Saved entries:
====
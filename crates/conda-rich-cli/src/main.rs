mod style;

use std::path::PathBuf;
use std::process::ExitCode;
use std::sync::Arc;
use std::thread::sleep;
use std::time::Duration;

use clap::Parser;
use conda_rich_core::renderer::{DEFAULT_FAIL_MESSAGE, DEFAULT_PROMPT, DEFAULT_PROMPT_ANSWER};
use conda_rich_core::{
    Context, DetailValue, ProgressBarOptions, ReporterBackend, ReporterError, with_spinner,
};

#[derive(Parser)]
#[command(name = "conda-rich", version)]
struct Cli {
    /// Print plain progress lines instead of live displays
    #[arg(long, global = true)]
    quiet: bool,

    /// Read configuration from this file instead of $CONDARC or ~/.condarc
    #[arg(long, global = true)]
    condarc: Option<PathBuf>,

    /// Reporter backend to render with
    #[arg(long, global = true)]
    console: Option<String>,

    #[command(subcommand)]
    command: Commands,
}

#[derive(clap::Subcommand)]
enum Commands {
    /// List the reporter backends this build provides
    Backends,

    /// Show KEY=VALUE pairs as an aligned table
    Detail {
        #[arg(required = true, value_parser = parse_field)]
        fields: Vec<(String, String)>,
    },

    /// List environment names
    Envs { names: Vec<String> },

    /// Show a progress bar per package while simulating downloads
    Download {
        #[arg(required = true)]
        packages: Vec<String>,

        /// Number of progress updates per package
        #[arg(long, default_value_t = 10, value_parser = clap::value_parser!(u32).range(1..))]
        steps: u32,

        /// Pause between updates, in milliseconds
        #[arg(long, default_value_t = 50)]
        delay_ms: u64,

        /// Keep finished bars on screen
        #[arg(long)]
        keep: bool,
    },

    /// Show a spinner while simulating a task
    Spin {
        message: String,

        /// Make the task fail
        #[arg(long)]
        fail: bool,

        #[arg(long, default_value = DEFAULT_FAIL_MESSAGE)]
        fail_message: String,

        /// How long the task runs, in milliseconds
        #[arg(long, default_value_t = 300)]
        millis: u64,
    },

    /// Ask a question with a fixed set of answers
    Prompt {
        #[arg(long, default_value = DEFAULT_PROMPT)]
        message: String,

        #[arg(long, value_delimiter = ',', default_values = ["yes", "no"])]
        choices: Vec<String>,

        #[arg(long, default_value = DEFAULT_PROMPT_ANSWER)]
        default: String,
    },
}

#[derive(Debug, thiserror::Error)]
enum CliError {
    #[error(transparent)]
    Reporter(#[from] ReporterError),
    #[error("unknown reporter backend '{0}'")]
    UnknownBackend(String),
    #[error("simulated task failed")]
    SimulatedFailure,
}

fn main() -> ExitCode {
    init_tracing();
    let cli = Cli::parse();

    match run(cli) {
        Ok(()) => ExitCode::SUCCESS,
        Err(e) => {
            eprintln!("{} {e}", style::error_prefix());
            ExitCode::from(exit_code(&e))
        }
    }
}

fn init_tracing() {
    let filter = tracing_subscriber::EnvFilter::try_from_default_env()
        .unwrap_or_else(|_| tracing_subscriber::EnvFilter::new("warn"));

    tracing_subscriber::fmt()
        .with_env_filter(filter)
        .with_writer(std::io::stderr)
        .with_target(false)
        .without_time()
        .init();
}

fn exit_code(err: &CliError) -> u8 {
    match err {
        CliError::Reporter(ReporterError::Config(_) | ReporterError::Configuration(_)) => 3,
        CliError::UnknownBackend(_) => 3,
        CliError::Reporter(ReporterError::Prompt(_)) => 4,
        CliError::Reporter(ReporterError::InvalidInput(_) | ReporterError::Io(_)) => 1,
        CliError::SimulatedFailure => 1,
    }
}

fn run(cli: Cli) -> Result<(), CliError> {
    let Cli {
        quiet,
        condarc,
        console,
        command,
    } = cli;

    let mut config =
        conda_rich_config::load_effective(condarc.as_deref()).map_err(ReporterError::from)?;
    if quiet {
        config.quiet = true;
    }
    if let Some(console) = console {
        config.console = console;
    }

    if let Commands::Backends = command {
        for backend in conda_rich::conda_reporter_backends() {
            println!(
                "{}  {}",
                style::backend_name(backend.name),
                backend.description
            );
        }
        return Ok(());
    }

    let context = Arc::new(Context::from_config(&config));
    let backend = find_backend(context.console())?;
    let renderer = backend.instantiate(context);

    match command {
        Commands::Backends => {}
        Commands::Detail { fields } => {
            let data: Vec<(&str, DetailValue)> = fields
                .iter()
                .map(|(key, value)| (key.as_str(), detail_value(value)))
                .collect();
            print!("{}", renderer.detail_view(&data)?);
        }
        Commands::Envs { names } => {
            let names: Vec<&str> = names.iter().map(String::as_str).collect();
            print!("{}", renderer.envs_list(&names)?);
        }
        Commands::Download {
            packages,
            steps,
            delay_ms,
            keep,
        } => {
            let display = renderer.progress_bar_context_manager();
            let mut bars = Vec::with_capacity(packages.len());
            for package in &packages {
                let options = ProgressBarOptions::in_display(&*display).visible_when_finished(keep);
                bars.push(renderer.progress_bar(package, options)?);
            }

            for step in 1..=steps {
                for bar in &mut bars {
                    bar.update_to(f64::from(step) / f64::from(steps));
                    bar.refresh();
                }
                sleep(Duration::from_millis(delay_ms));
            }

            for bar in bars {
                bar.close();
            }
        }
        Commands::Spin {
            message,
            fail,
            fail_message,
            millis,
        } => {
            let mut spinner = renderer.spinner(&message, &fail_message);
            with_spinner(&mut *spinner, || {
                sleep(Duration::from_millis(millis));
                if fail {
                    Err(CliError::SimulatedFailure)
                } else {
                    Ok(())
                }
            })?;
        }
        Commands::Prompt {
            message,
            choices,
            default,
        } => {
            let choices: Vec<&str> = choices.iter().map(String::as_str).collect();
            let answer = renderer.prompt(&message, &choices, &default)?;
            println!("{answer}");
        }
    }

    Ok(())
}

fn find_backend(name: &str) -> Result<ReporterBackend, CliError> {
    let backend = conda_rich::conda_reporter_backends()
        .find(|backend| backend.name == name)
        .ok_or_else(|| CliError::UnknownBackend(name.to_string()))?;
    tracing::debug!(backend = backend.name, "reporter backend selected");
    Ok(backend)
}

fn parse_field(raw: &str) -> Result<(String, String), String> {
    match raw.split_once('=') {
        Some((key, value)) if !key.is_empty() => Ok((key.to_string(), value.to_string())),
        _ => Err(format!("expected KEY=VALUE, got '{raw}'")),
    }
}

/// Booleans and integers keep their type; anything else is text.
fn detail_value(raw: &str) -> DetailValue {
    match raw {
        "true" | "True" => DetailValue::Bool(true),
        "false" | "False" => DetailValue::Bool(false),
        _ => raw
            .parse::<i64>()
            .map(DetailValue::Int)
            .unwrap_or_else(|_| DetailValue::Str(raw.to_string())),
    }
}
====
▶ **Instructions to follow**: This exercise calls for every record to be restated word for word.

▶ **Answer**:
filename crates/conda-rich-cli/src/main.rs
mod style;

use std::path::PathBuf;
use std::process::ExitCode;
use std::sync::Arc;
use std::thread::sleep;
use std::time::Duration;

use clap::Parser;
use conda_rich_core::renderer::{DEFAULT_FAIL_MESSAGE, DEFAULT_PROMPT, DEFAULT_PROMPT_ANSWER};
use conda_rich_core::{
    Context, DetailValue, ProgressBarOptions, ReporterBackend, ReporterError, with_spinner,
};

#[derive(Parser)]
#[command(name = "conda-rich", version)]
struct Cli {
    /// Print plain progress lines instead of live displays
    #[arg(long, global = true)]
    quiet: bool,

    /// Read configuration from this file instead of $CONDARC or ~/.condarc
    #[arg(long, global = true)]
    condarc: Option<PathBuf>,

    /// Reporter backend to render with
    #[arg(long, global = true)]
    console: Option<String>,

    #[command(subcommand)]
    command: Commands,
}

#[derive(clap::Subcommand)]
enum Commands {
    /// List the reporter backends this build provides
    Backends,

    /// Show KEY=VALUE pairs as an aligned table
    Detail {
        #[arg(required = true, value_parser = parse_field)]
        fields: Vec<(String, String)>,
    },

    /// List environment names
    Envs { names: Vec<String> },

    /// Show a progress bar per package while simulating downloads
    Download {
        #[arg(required = true)]
        packages: Vec<String>,

        /// Number of progress updates per package
        #[arg(long, default_value_t = 10, value_parser = clap::value_parser!(u32).range(1..))]
        steps: u32,

        /// Pause between updates, in milliseconds
        #[arg(long, default_value_t = 50)]
        delay_ms: u64,

        /// Keep finished bars on screen
        #[arg(long)]
        keep: bool,
    },

    /// Show a spinner while simulating a task
    Spin {
        message: String,

        /// Make the task fail
        #[arg(long)]
        fail: bool,

        #[arg(long, default_value = DEFAULT_FAIL_MESSAGE)]
        fail_message: String,

        /// How long the task runs, in milliseconds
        #[arg(long, default_value_t = 300)]
        millis: u64,
    },

    /// Ask a question with a fixed set of answers
    Prompt {
        #[arg(long, default_value = DEFAULT_PROMPT)]
        message: String,

        #[arg(long, value_delimiter = ',', default_values = ["yes", "no"])]
        choices: Vec<String>,

        #[arg(long, default_value = DEFAULT_PROMPT_ANSWER)]
        default: String,
    },
}

#[derive(Debug, thiserror::Error)]
enum CliError {
    #[error(transparent)]
    Reporter(#[from] ReporterError),
    #[error("unknown reporter backend '{0}'")]
    UnknownBackend(String),
    #[error("simulated task failed")]
    SimulatedFailure,
}

fn main() -> ExitCode {
    init_tracing();
    let cli = Cli::parse();

    match run(cli) {
        Ok(()) => ExitCode::SUCCESS,
        Err(e) => {
            eprintln!("{} {e}", style::error_prefix());
            ExitCode::from(exit_code(&e))
        }
    }
}

fn init_tracing() {
    let filter = tracing_subscriber::EnvFilter::try_from_default_env()
        .unwrap_or_else(|_| tracing_subscriber::EnvFilter::new("warn"));

    tracing_subscriber::fmt()
        .with_env_filter(filter)
        .with_writer(std::io::stderr)
        .with_target(false)
        .without_time()
        .init();
}

fn exit_code(err: &CliError) -> u8 {
    match err {
        CliError::Reporter(ReporterError::Config(_) | ReporterError::Configuration(_)) => 3,
        CliError::UnknownBackend(_) => 3,
        CliError::Reporter(ReporterError::Prompt(_)) => 4,
        CliError::Reporter(ReporterError::InvalidInput(_) | ReporterError::Io(_)) => 1,
        CliError::SimulatedFailure => 1,
    }
}

fn run(cli: Cli) -> Result<(), CliError> {
    let Cli {
        quiet,
        condarc,
        console,
        command,
    } = cli;

    let mut config =
        conda_rich_config::load_effective(condarc.as_deref()).map_err(ReporterError::from)?;
    if quiet {
        config.quiet = true;
    }
    if let Some(console) = console {
        config.console = console;
    }

    if let Commands::Backends = command {
        for backend in conda_rich::conda_reporter_backends() {
            println!(
                "{}  {}",
                style::backend_name(backend.name),
                backend.description
            );
        }
        return Ok(());
    }

    let context = Arc::new(Context::from_config(&config));
    let backend = find_backend(context.console())?;
    let renderer = backend.instantiate(context);

    match command {
        Commands::Backends => {}
        Commands::Detail { fields } => {
            let data: Vec<(&str, DetailValue)> = fields
                .iter()
                .map(|(key, value)| (key.as_str(), detail_value(value)))
                .collect();
            print!("{}", renderer.detail_view(&data)?);
        }
        Commands::Envs { names } => {
            let names: Vec<&str> = names.iter().map(String::as_str).collect();
            print!("{}", renderer.envs_list(&names)?);
        }
        Commands::Download {
            packages,
            steps,
            delay_ms,
            keep,
        } => {
            let display = renderer.progress_bar_context_manager();
            let mut bars = Vec::with_capacity(packages.len());
            for package in &packages {
                let options = ProgressBarOptions::in_display(&*display).visible_when_finished(keep);
                bars.push(renderer.progress_bar(package, options)?);
            }

            for step in 1..=steps {
                for bar in &mut bars {
                    bar.update_to(f64::from(step) / f64::from(steps));
                    bar.refresh();
                }
                sleep(Duration::from_millis(delay_ms));
            }

            for bar in bars {
                bar.close();
            }
        }
        Commands::Spin {
            message,
            fail,
            fail_message,
            millis,
        } => {
            let mut spinner = renderer.spinner(&message, &fail_message);
            with_spinner(&mut *spinner, || {
                sleep(Duration::from_millis(millis));
                if fail {
                    Err(CliError::SimulatedFailure)
                } else {
                    Ok(())
                }
            })?;
        }
        Commands::Prompt {
            message,
            choices,
            default,
        } => {
            let choices: Vec<&str> = choices.iter().map(String::as_str).collect();
            let answer = renderer.prompt(&message, &choices, &default)?;
            println!("{answer}");
        }
    }

    Ok(())
}

fn find_backend(name: &str) -> Result<ReporterBackend, CliError> {
    let backend = conda_rich::conda_reporter_backends()
        .find(|backend| backend.name == name)
        .ok_or_else(|| CliError::UnknownBackend(name.to_string()))?;
    tracing::debug!(backend = backend.name, "reporter backend selected");
    Ok(backend)
}

fn parse_field(raw: &str) -> Result<(String, String), String> {
    match raw.split_once('=') {
        Some((key, value)) if !key.is_empty() => Ok((key.to_string(), value.to_string())),
        _ => Err(format!("expected KEY=VALUE, got '{raw}'")),
    }
}

/// Booleans and integers keep their type; anything else is text.
fn detail_value(raw: &str) -> DetailValue {
    match raw {
        "true" | "True" => DetailValue::Bool(true),
        "false" | "False" => DetailValue::Bool(false),
        _ => raw
            .parse::<i64>()
            .map(DetailValue::Int)
            .unwrap_or_else(|_| DetailValue::Str(raw.to_string())),
    }
}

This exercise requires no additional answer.